### Information
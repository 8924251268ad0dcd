//! Error types and handling for the archival PDF enhancer

use std::{io, result::Result as StdResult};

use thiserror::Error;

/// Custom result type for enhancer operations
pub type Result<T> = StdResult<T, Error>;

/// Core error type for one enhancement pass.
///
/// Every variant here is fatal: the pass aborts and no output file is
/// published. Non-fatal conditions (an attachment with a missing or
/// unsupported hash) are reported as warnings, not errors.
#[derive(Error, Debug)]
#[non_exhaustive]
pub enum Error {
    #[error("PDF error: {0}")]
    Pdf(#[from] lopdf::Error),

    #[error("I/O error: {0}")]
    Io(#[from] io::Error),

    #[error("DPart tree error: {0}")]
    Tree(#[from] TreeError),

    #[error("attachment error: {0}")]
    Attachment(#[from] AttachmentError),

    #[error("document structure error: {0}")]
    Structure(#[from] StructureError),

    #[error("XML error: {0}")]
    Xml(String),

    #[error("configuration error: {0}")]
    Config(String),
}

// -------------------- Sub-error categories --------------------

/// Errors raised while parsing or traversing the DPart tree model
#[derive(Error, Debug)]
#[non_exhaustive]
pub enum TreeError {
    #[error("recursion limit of {limit} exceeded at depth {depth}")]
    RecursionLimit { depth: usize, limit: usize },

    #[error("DPart fragment has no root element")]
    MissingRoot,

    #[error("malformed DPart fragment: {0}")]
    Parse(String),
}

/// Errors raised while normalizing, indexing or promoting attachments
#[derive(Error, Debug)]
#[non_exhaustive]
pub enum AttachmentError {
    #[error("unsupported producer '{0}': cannot select an attachment discovery strategy")]
    UnsupportedProducer(String),

    #[error("attachment '{name}' is ambiguous: {entries} filespec entries for {descriptors} descriptors")]
    Ambiguous {
        name: String,
        entries: usize,
        descriptors: usize,
    },

    #[error("no filespec entries found for attachment '{0}'")]
    EntriesNotFound(String),

    #[error("attachment '{0}' has real entries referencing different streams")]
    Inconsistent(String),

    #[error("attachment '{0}' references an empty stream")]
    Empty(String),

    #[error("attachment '{name}' content does not match its declared {algorithm} digest")]
    ChecksumMismatch { name: String, algorithm: String },

    #[error("attachment '{name}' size mismatch: descriptor says {expected} bytes, stream holds {actual}")]
    SizeMismatch {
        name: String,
        expected: u64,
        actual: u64,
    },

    #[error("attachment '{name}': found {found} destinations for {expected} filespec entries")]
    DestinationCountMismatch {
        name: String,
        found: usize,
        expected: usize,
    },

    #[error("no filespec registered for checksum '{checksum}' in message '{message_id}'")]
    Unresolved {
        checksum: String,
        message_id: String,
    },
}

/// Errors raised against the document object graph itself
#[derive(Error, Debug)]
#[non_exhaustive]
pub enum StructureError {
    #[error("missing required object: {0}")]
    MissingObject(String),

    #[error("root DPart node carries no XMP metadata")]
    MissingMetadata,

    #[error("named destination not found: {0}")]
    DestinationNotFound(String),

    #[error("page {0} not present in the page index")]
    MissingPage(u32),
}
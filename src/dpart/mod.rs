// The DPart side of the enhancer: the in-memory folder/message tree model,
// XMP/info metadata merging, and the hierarchy builder that materializes
// the tree into the document's object graph.

pub mod builder;
pub mod tree;
pub mod xmp;

pub use builder::DPartBuilder;
pub use tree::{DPartNode, DPartTree, NodeId};
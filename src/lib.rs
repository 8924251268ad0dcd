//! Archival enhancement for rendered email-archive PDFs.
//!
//! Takes the PDF a typesetting engine produced from an email archive,
//! together with the exporter's part-tree XML and attachment manifest, and
//! turns it into a preservation-grade document: canonical embedded
//! attachments, a rebuilt embedded-files index, file-attachment annotations
//! at every occurrence, a document part hierarchy mapping folders and
//! messages onto page ranges, and reconciled document metadata.

// Configuration and core pipeline
pub mod config;
pub mod error;
pub mod hash_utils;
pub mod pipeline;
pub mod types;
pub mod utils;

// Document access layer
pub mod document;

// Stage 1-3: attachment normalization, link promotion, index rebuild
pub mod attachments;

// Stage 4: part hierarchy and metadata
pub mod dpart;

// Stage 5: compliance fixups
pub mod fixups;

pub use config::EnhancerConfig;
pub use error::{Error, Result};
pub use pipeline::{EnhanceReport, Enhancer};
fn dictionary_mut(doc: &mut Document, id: ObjectId) -> Result<&mut Dictionary> {
    Ok(doc.get_object_mut(id)?.as_dict_mut()?)
}

/// Text object for a Unicode-capable field: plain literal for ASCII,
/// UTF-16BE with BOM otherwise.
fn text_object(text: &str) -> Object {
    if text.is_ascii() {
        Object::string_literal(text)
    } else {
        let mut bytes = vec![0xFE, 0xFF];
        for unit in text.encode_utf16() {
            bytes.extend_from_slice(&unit.to_be_bytes());
        }
        Object::String(bytes, StringFormat::Literal)
    }
}
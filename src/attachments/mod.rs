// Attachment handling: normalization, the checksum-indexed filespec
// registry, the embedded-files name-tree rebuild and link promotion.

pub mod index_rebuilder;
pub mod normalizer;
pub mod promoter;
pub mod registry;

pub use index_rebuilder::IndexRebuilder;
pub use normalizer::{AttachmentNormalizer, GroupRecord, NormalizeReport};
pub use promoter::LinkPromoter;
pub use registry::FilespecRegistry;
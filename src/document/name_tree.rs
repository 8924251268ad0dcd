//! Name-tree access: entry collection, prefix search and named-destination
//! resolution.
//!
//! Name trees keep their keys byte-wise sorted and every non-root node
//! carries a `/Limits` [min max] pair; prefix search uses those bounds to
//! prune whole subtrees without touching them.

use lopdf::{Dictionary, Document, Object, ObjectId};

use crate::document::session::resolve;
use crate::error::{Result, StructureError};

/// Guard against malformed, cyclic name trees
const MAX_TREE_DEPTH: usize = 64;

/// The `/Names /Dests` tree root, when the catalog has one.
pub fn dests_root<'a>(doc: &'a Document, catalog: &'a Dictionary) -> Result<Option<&'a Dictionary>> {
    let names = match catalog.get(b"Names") {
        Ok(obj) => resolve(doc, obj)?.as_dict()?,
        Err(_) => return Ok(None),
    };
    match names.get(b"Dests") {
        Ok(obj) => Ok(Some(resolve(doc, obj)?.as_dict()?)),
        Err(_) => Ok(None),
    }
}

/// Collects every (key, value) pair of a name tree in key order.
pub fn collect_entries(
    doc: &Document,
    node: &Dictionary,
    out: &mut Vec<(Vec<u8>, Object)>,
) -> Result<()> {
    walk(doc, node, None, out, 0)
}

/// All entries whose key starts with `prefix`.
///
/// Subtrees whose `/Limits` bounds, truncated to the common length with the
/// prefix, fall entirely below the minimum or above the maximum are pruned
/// without being examined.
pub fn find_by_prefix(
    doc: &Document,
    node: &Dictionary,
    prefix: &[u8],
) -> Result<Vec<(Vec<u8>, Object)>> {
    let mut out = Vec::new();
    walk(doc, node, Some(prefix), &mut out, 0)?;
    Ok(out)
}

fn walk(
    doc: &Document,
    node: &Dictionary,
    prefix: Option<&[u8]>,
    out: &mut Vec<(Vec<u8>, Object)>,
    depth: usize,
) -> Result<()> {
    if depth > MAX_TREE_DEPTH {
        return Err(StructureError::MissingObject("name tree too deep".into()).into());
    }

    if let (Some(prefix), Ok(limits)) = (prefix, node.get(b"Limits")) {
        let limits = resolve(doc, limits)?.as_array()?;
        if limits.len() == 2 {
            let lo = limits[0].as_str()?;
            let hi = limits[1].as_str()?;
            let m_lo = lo.len().min(prefix.len());
            let m_hi = hi.len().min(prefix.len());
            if prefix[..m_lo] < lo[..m_lo] || prefix[..m_hi] > hi[..m_hi] {
                return Ok(());
            }
        }
    }

    if let Ok(names) = node.get(b"Names") {
        let pairs = resolve(doc, names)?.as_array()?;
        for pair in pairs.chunks_exact(2) {
            let key = resolve(doc, &pair[0])?.as_str()?;
            let matches = match prefix {
                Some(prefix) => key.starts_with(prefix),
                None => true,
            };
            if matches {
                out.push((key.to_vec(), pair[1].clone()));
            }
        }
    }

    if let Ok(kids) = node.get(b"Kids") {
        let kids = resolve(doc, kids)?.as_array()?;
        for kid in kids {
            let kid = resolve(doc, kid)?.as_dict()?;
            walk(doc, kid, prefix, out, depth + 1)?;
        }
    }

    Ok(())
}

/// Exact-match lookup in a name tree.
pub fn lookup(doc: &Document, node: &Dictionary, name: &[u8]) -> Result<Option<Object>> {
    let matches = find_by_prefix(doc, node, name)?;
    Ok(matches
        .into_iter()
        .find(|(key, _)| key == name)
        .map(|(_, value)| value))
}

/// Resolves a named destination to the page object it points at.
///
/// Checks the `/Names /Dests` tree first, then the legacy catalog `/Dests`
/// dictionary.
pub fn destination_page(doc: &Document, catalog: &Dictionary, name: &str) -> Result<ObjectId> {
    let value = match dests_root(doc, catalog)? {
        Some(root) => lookup(doc, root, name.as_bytes())?,
        None => None,
    };
    let value = match value {
        Some(v) => Some(v),
        None => legacy_dest(doc, catalog, name)?,
    };
    let value = value.ok_or_else(|| StructureError::DestinationNotFound(name.to_string()))?;
    dest_target_page(doc, &value)
        .ok_or_else(|| StructureError::DestinationNotFound(name.to_string()).into())
}

fn legacy_dest(doc: &Document, catalog: &Dictionary, name: &str) -> Result<Option<Object>> {
    let dests = match catalog.get(b"Dests") {
        Ok(obj) => resolve(doc, obj)?.as_dict()?,
        Err(_) => return Ok(None),
    };
    Ok(dests.get(name.as_bytes()).ok().cloned())
}

/// First page reference of a destination value, which is either an explicit
/// destination array or a dictionary wrapping one under `/D`.
pub fn dest_target_page(doc: &Document, value: &Object) -> Option<ObjectId> {
    let value = resolve(doc, value).ok()?;
    let array = match value {
        Object::Array(array) => array,
        Object::Dictionary(dict) => resolve(doc, dict.get(b"D").ok()?).ok()?.as_array().ok()?,
        _ => return None,
    };
    array.first()?.as_reference().ok()
}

### What the exercise asks
In the listing above, count the lines that contain "crate". Give the number and nothing else.

### Your solution
2